Быть может, ни одна другая картина в русской живописи не останавливает нашего взора с такой лирически-нежной и властной силой…

Спокойна гладь искусственного озера, недвижен теплый воздух, в глубокую задумчивость погружены две девушки: одна (для нее позировала Елена Владимировна) сидит на берегу, другая (написанная с сестры художника) застыла в плавном, незавершенном повороте у самой воды. Противоположный берег озера неестественно высок, и вертикальные линии отраженных стволов усиливают впечатление от фона, на котором размещены фигуры. Приподнятому поэтическому тону отвечают большой размер полотна, завораживающий медленный ритм с мягкими линиями берега. Его очертания тихим круглящимся «отзвуком» повторяются в контуре платья сидящей девушки. Глубокие синие тона этого платья поддержаны более светлым тоном в отражении неба, а белые кружевные накидки — таким же полупрозрачным белым отраженных в воде облаков. Теплые тона лиц и каштановых волос девушек, тона берега и желтеющей на солнце прибрежной зелени. Вписываются в эту гармонию нежные фиолетово-розовые оттенки платья стоящей девушки, «розоватые и желтоватые отблески, создающие впечатление вибрации воды». Поверхность картины с проступающей из-под тонкой живописи фактурой холста проработана тщательно и любовно.
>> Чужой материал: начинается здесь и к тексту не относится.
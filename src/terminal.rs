//! Raw mode for an interactive stdin.
//!
//! Typed characters must reach the event loop one at a time and unechoed,
//! and Ctrl-C must arrive as a character rather than a signal.

use std::io::{self, IsTerminal};

use nix::sys::termios::{self, LocalFlags, SetArg, SpecialCharacterIndices, Termios};
use tracing::{debug, warn};

/// Puts stdin into raw mode and restores the saved settings when dropped.
pub struct RawModeGuard {
    saved: Termios,
}

impl RawModeGuard {
    /// Switch stdin to raw mode. Returns `None` when stdin is not a terminal.
    pub fn enable() -> io::Result<Option<Self>> {
        let stdin = io::stdin();
        if !stdin.is_terminal() {
            return Ok(None);
        }

        let saved = termios::tcgetattr(&stdin)?;
        let mut raw = saved.clone();
        raw.local_flags &= !(LocalFlags::ICANON | LocalFlags::ECHO | LocalFlags::ISIG);
        raw.control_chars[SpecialCharacterIndices::VMIN as usize] = 1;
        raw.control_chars[SpecialCharacterIndices::VTIME as usize] = 0;
        termios::tcsetattr(&stdin, SetArg::TCSANOW, &raw)?;

        debug!("stdin in raw mode");
        Ok(Some(Self { saved }))
    }
}

impl Drop for RawModeGuard {
    fn drop(&mut self) {
        if let Err(err) = termios::tcsetattr(&io::stdin(), SetArg::TCSANOW, &self.saved) {
            warn!(error = %err, "failed to restore terminal");
        }
    }
}
//! Integration tests: whole input streams through the dispatcher, with
//! in-memory buffers standing in for the gadget devices.

use zerohid::{Dispatcher, InputReader, Mode, ReliableWriter};

/// Run `input` to completion and return what each device received.
fn run(mode: Mode, input: &[u8]) -> (Vec<u8>, Vec<u8>, Mode) {
    let mut dispatcher: Dispatcher<Vec<u8>, Vec<u8>> = Dispatcher::new(
        mode,
        ReliableWriter::new(Vec::new()),
        Some(ReliableWriter::new(Vec::new())),
    );
    dispatcher
        .run(&mut InputReader::new(input))
        .expect("in-memory devices never fail");
    let final_mode = dispatcher.mode();
    let (keyboard, mouse) = dispatcher.into_writers();
    let mouse = mouse.expect("mouse writer was given").into_inner();
    (keyboard.into_inner(), mouse, final_mode)
}

fn reports<const N: usize>(bytes: &[u8]) -> Vec<[u8; N]> {
    assert_eq!(bytes.len() % N, 0, "partial report written");
    bytes
        .chunks(N)
        .map(|chunk| chunk.try_into().unwrap())
        .collect()
}

#[test]
fn empty_line_then_ascii_character() {
    let (keyboard, mouse, mode) = run(Mode::Auto, b"\nA");
    assert_eq!(mode, Mode::AsciiOnly);
    assert_eq!(
        reports::<8>(&keyboard),
        [[0x02, 0, 0x04, 0, 0, 0, 0, 0], [0; 8]]
    );
    assert!(mouse.is_empty());
}

#[test]
fn ascii_mode_types_every_mapped_byte() {
    // 'h', 'i', '\n' (Enter), 0x80 (unmapped, skipped)
    let (keyboard, _, _) = run(Mode::AsciiOnly, b"hi\n\x80");
    assert_eq!(
        reports::<8>(&keyboard),
        [
            [0, 0, 0x0B, 0, 0, 0, 0, 0],
            [0; 8],
            [0, 0, 0x0C, 0, 0, 0, 0, 0],
            [0; 8],
            [0, 0, 0x28, 0, 0, 0, 0, 0],
            [0; 8],
        ]
    );
}

#[test]
fn structured_session_routes_reports() {
    let input = b"\
+65507
+99
5 100 200 -10
-99
garbage
1 32767 0
-65507
";
    let (keyboard, mouse, mode) = run(Mode::Auto, input);
    assert_eq!(mode, Mode::Auto);
    assert_eq!(
        reports::<8>(&keyboard),
        [
            [0x01, 0, 0, 0, 0, 0, 0, 0],
            [0x01, 0, 0x06, 0, 0, 0, 0, 0],
            [0x01, 0, 0, 0, 0, 0, 0, 0],
            [0; 8],
        ]
    );
    assert_eq!(
        reports::<6>(&mouse),
        [[5, 100, 0, 200, 0, 246], [1, 0xFF, 0x7F, 0, 0, 0]]
    );
}

#[test]
fn structured_only_never_switches() {
    let (keyboard, _, mode) = run(Mode::StructuredOnly, b"\n+97\n\n-97\n");
    assert_eq!(mode, Mode::StructuredOnly);
    assert_eq!(
        reports::<8>(&keyboard),
        [[0, 0, 0x04, 0, 0, 0, 0, 0], [0; 8]]
    );
}

#[test]
fn overflow_then_reset() {
    let input = b"+97\n+98\n+99\n+100\n+101\n+102\n+103\n!\n";
    let (keyboard, _, _) = run(Mode::StructuredOnly, input);
    let reports = reports::<8>(&keyboard);
    assert_eq!(reports.len(), 8);
    assert_eq!(reports[5], [0, 0, 0x04, 0x05, 0x06, 0x07, 0x08, 0x09]);
    assert_eq!(reports[6], [0, 0, 1, 1, 1, 1, 1, 1]);
    assert_eq!(reports[7], [0; 8]);
}

#[test]
fn unterminated_last_line_is_processed() {
    let (keyboard, _, _) = run(Mode::Auto, b"+97\n!");
    assert_eq!(
        reports::<8>(&keyboard),
        [[0, 0, 0x04, 0, 0, 0, 0, 0], [0; 8]]
    );
}

#[test]
fn empty_input_sends_nothing() {
    let (keyboard, mouse, mode) = run(Mode::Auto, b"");
    assert!(keyboard.is_empty());
    assert!(mouse.is_empty());
    assert_eq!(mode, Mode::Auto);
}
//! USB HID keyboard report (boot protocol) and the held-key state behind it.
//!
//! Layout (8 bytes):
//! ```text
//! Byte 0: Modifier keys (bitfield)
//!         Bit 0 = Left Ctrl,  Bit 1 = Left Shift,
//!         Bit 2 = Left Alt,   Bit 3 = Left GUI,
//!         Bit 4 = Right Ctrl, Bit 5 = Right Shift,
//!         Bit 6 = Right Alt,  Bit 7 = Right GUI
//! Byte 1: Reserved (0x00)
//! Byte 2-7: Up to 6 simultaneous key codes, left-packed in press order
//! ```

use bitflags::bitflags;
use heapless::Vec;

use super::usage::ERROR_ROLL_OVER;

/// Keyboard report size in bytes.
pub const KEYBOARD_REPORT_SIZE: usize = 8;

/// Number of non-modifier keys a boot-protocol report can carry.
pub const KEY_SLOTS: usize = 6;

bitflags! {
    /// Modifier key bitfield carried in byte 0 of the report.
    #[derive(Clone, Copy, Debug, Default, PartialEq, Eq, Hash)]
    pub struct Modifiers: u8 {
        const LEFT_CTRL   = 0x01;
        const LEFT_SHIFT  = 0x02;
        const LEFT_ALT    = 0x04;
        const LEFT_SUPER  = 0x08;
        const RIGHT_CTRL  = 0x10;
        const RIGHT_SHIFT = 0x20;
        const RIGHT_ALT   = 0x40;
        const RIGHT_SUPER = 0x80;
    }
}

/// A translated key: either an ordinary usage ID or a modifier bit.
#[derive(Clone, Copy, Debug, PartialEq, Eq)]
pub enum KeyCode {
    Key(u8),
    Modifier(Modifiers),
}

/// Standard USB HID boot-protocol keyboard report.
#[derive(Clone, Copy, Default, Debug, PartialEq, Eq)]
#[cfg_attr(feature = "defmt", derive(defmt::Format))]
pub struct KeyboardReport {
    /// Modifier key bitfield.
    pub modifier: u8,
    /// Reserved byte, always 0x00.
    pub reserved: u8,
    /// Up to 6 simultaneously pressed key codes.
    pub keycodes: [u8; KEY_SLOTS],
}

impl KeyboardReport {
    /// Create an empty (all-keys-released) report.
    pub const fn empty() -> Self {
        Self {
            modifier: 0,
            reserved: 0,
            keycodes: [0; KEY_SLOTS],
        }
    }

    /// Report sent when more keys are held than fit: every key slot carries
    /// ErrorRollOver, modifiers are reported as they are.
    pub const fn roll_over(modifiers: Modifiers) -> Self {
        Self {
            modifier: modifiers.bits(),
            reserved: 0,
            keycodes: [ERROR_ROLL_OVER; KEY_SLOTS],
        }
    }

    /// Report carrying a single key, used for typed characters.
    pub const fn single(scan: u8, modifiers: Modifiers) -> Self {
        Self {
            modifier: modifiers.bits(),
            reserved: 0,
            keycodes: [scan, 0, 0, 0, 0, 0],
        }
    }

    /// Serialise into a byte slice for the gadget endpoint.
    /// Returns the number of bytes written (always 8, or 0 if `buf` is short).
    pub fn serialize(&self, buf: &mut [u8]) -> usize {
        if buf.len() < KEYBOARD_REPORT_SIZE {
            return 0;
        }
        buf[0] = self.modifier;
        buf[1] = self.reserved;
        buf[2..KEYBOARD_REPORT_SIZE].copy_from_slice(&self.keycodes);
        KEYBOARD_REPORT_SIZE
    }

    #[cfg(test)]
    pub fn to_bytes(&self) -> [u8; KEYBOARD_REPORT_SIZE] {
        let mut buf = [0u8; KEYBOARD_REPORT_SIZE];
        self.serialize(&mut buf);
        buf
    }

    /// Returns `true` if no keys and no modifiers are pressed.
    #[cfg(test)]
    pub fn is_empty(&self) -> bool {
        self.modifier == 0 && self.keycodes.iter().all(|&k| k == 0)
    }

    /// Returns `true` for the ErrorRollOver report.
    #[cfg(test)]
    pub fn is_roll_over(&self) -> bool {
        self.keycodes.iter().all(|&k| k == ERROR_ROLL_OVER)
    }
}

/// Result of pressing a key.
#[derive(Clone, Copy, Debug, PartialEq, Eq)]
pub enum PressOutcome {
    /// The key is (now) held; send this report.
    Report(KeyboardReport),
    /// All six slots were taken. The key was not recorded; send this
    /// ErrorRollOver report instead.
    Overflow(KeyboardReport),
}

#[cfg(test)]
impl PressOutcome {
    pub fn report(&self) -> &KeyboardReport {
        match self {
            PressOutcome::Report(report) | PressOutcome::Overflow(report) => report,
        }
    }

    pub fn is_overflow(&self) -> bool {
        matches!(self, PressOutcome::Overflow(_))
    }
}

/// Keys and modifiers currently held on one keyboard device.
///
/// Held keys stay left-packed in press order, so the report built from
/// them never has a gap between occupied slots.
#[derive(Clone, Debug, Default, PartialEq, Eq)]
pub struct KeyboardState {
    modifiers: Modifiers,
    keys: Vec<u8, KEY_SLOTS>,
}

impl KeyboardState {
    pub fn new() -> Self {
        Self::default()
    }

    /// Record a press and return the report to send.
    ///
    /// Pressing a key that is already held does not take another slot.
    pub fn apply_press(&mut self, code: KeyCode) -> PressOutcome {
        match code {
            KeyCode::Modifier(bits) => self.modifiers.insert(bits),
            KeyCode::Key(0) => {}
            KeyCode::Key(scan) => {
                if !self.keys.contains(&scan) && self.keys.push(scan).is_err() {
                    return PressOutcome::Overflow(KeyboardReport::roll_over(self.modifiers));
                }
            }
        }
        PressOutcome::Report(self.report())
    }

    /// Record a release and return the report to send.
    ///
    /// Releasing a key that is not held (for example one rejected by an
    /// earlier overflow) leaves the state untouched.
    pub fn apply_release(&mut self, code: KeyCode) -> KeyboardReport {
        match code {
            KeyCode::Modifier(bits) => self.modifiers.remove(bits),
            KeyCode::Key(scan) => {
                if let Some(slot) = self.keys.iter().position(|&k| k == scan) {
                    self.keys.remove(slot);
                }
            }
        }
        self.report()
    }

    /// Release everything.
    pub fn reset(&mut self) -> KeyboardReport {
        self.modifiers = Modifiers::empty();
        self.keys.clear();
        self.report()
    }

    pub fn modifiers(&self) -> Modifiers {
        self.modifiers
    }

    /// Held non-modifier keys in slot order.
    pub fn held_keys(&self) -> &[u8] {
        &self.keys
    }

    /// Snapshot of the current report.
    pub fn report(&self) -> KeyboardReport {
        let mut keycodes = [0u8; KEY_SLOTS];
        keycodes[..self.keys.len()].copy_from_slice(&self.keys);
        KeyboardReport {
            modifier: self.modifiers.bits(),
            reserved: 0,
            keycodes,
        }
    }
}

// USB HID report descriptor for a boot-protocol keyboard

/// USB HID Report Descriptor for a standard keyboard.
///
/// Matches the 8-byte report above; write it to the gadget function's
/// `report_desc` when setting up the keyboard endpoint.
pub const KEYBOARD_REPORT_DESCRIPTOR: &[u8] = &[
    0x05, 0x01, // Usage Page (Generic Desktop)
    0x09, 0x06, // Usage (Keyboard)
    0xA1, 0x01, // Collection (Application)
    //
    //   - Modifier keys (8 bits) -
    0x05, 0x07, //   Usage Page (Keyboard/Keypad)
    0x19, 0xE0, //   Usage Minimum (Left Control)
    0x29, 0xE7, //   Usage Maximum (Right GUI)
    0x15, 0x00, //   Logical Minimum (0)
    0x25, 0x01, //   Logical Maximum (1)
    0x75, 0x01, //   Report Size (1)
    0x95, 0x08, //   Report Count (8)
    0x81, 0x02, //   Input (Data, Variable, Absolute)
    //
    //   - Reserved byte -
    0x95, 0x01, //   Report Count (1)
    0x75, 0x08, //   Report Size (8)
    0x81, 0x01, //   Input (Constant) - padding
    //
    //   - LED output (5 bits + 3 padding) -
    0x05, 0x08, //   Usage Page (LEDs)
    0x19, 0x01, //   Usage Minimum (Num Lock)
    0x29, 0x05, //   Usage Maximum (Kana)
    0x95, 0x05, //   Report Count (5)
    0x75, 0x01, //   Report Size (1)
    0x91, 0x02, //   Output (Data, Variable, Absolute)
    0x95, 0x01, //   Report Count (1)
    0x75, 0x03, //   Report Size (3)
    0x91, 0x01, //   Output (Constant) - padding
    //
    //   - Key codes (6 bytes) -
    0x05, 0x07, //   Usage Page (Keyboard/Keypad)
    0x19, 0x00, //   Usage Minimum (0)
    0x29, 0xFF, //   Usage Maximum (255)
    0x15, 0x00, //   Logical Minimum (0)
    0x26, 0xFF, 0x00, // Logical Maximum (255)
    0x95, 0x06, //   Report Count (6)
    0x75, 0x08, //   Report Size (8)
    0x81, 0x00, //   Input (Data, Array)
    //
    0xC0, // End Collection
];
В «дробной» цельности, в кажущейся недвижности предстает нашему взору какая-то магическая красота картины: сквозит в белом облаке чистая небесная синева, сами облака видны сквозь вершины деревьев, а зелень этих вершин отражается в воде, одно входит в другое, спокойно уступая друг другу место и возможность для последнего отражения в зеркале бассейна. А на его фоне — два женских лица: одно, потупленное в туманной неге, второе — поднятое, с вопрошающе-немым взором…

Ощущение глубокой, как бы звучащей тишины, апофеоз возвышенного бытия человека в природе… Настроение полотна, пожалуй, лучше всего выражают прекрасные тютчевские строки:

Так, в жизни есть мгновения —    Их трудно передать,Они самозабвения    Земного благодать.………………………………Все пошлое и ложное    Ушло так далеко,Все мило-невозможное    Так близко и легко.И любо мне, и сладко мне,    И мир в моей груди,Дремотою обвеян я —    О время, погоди!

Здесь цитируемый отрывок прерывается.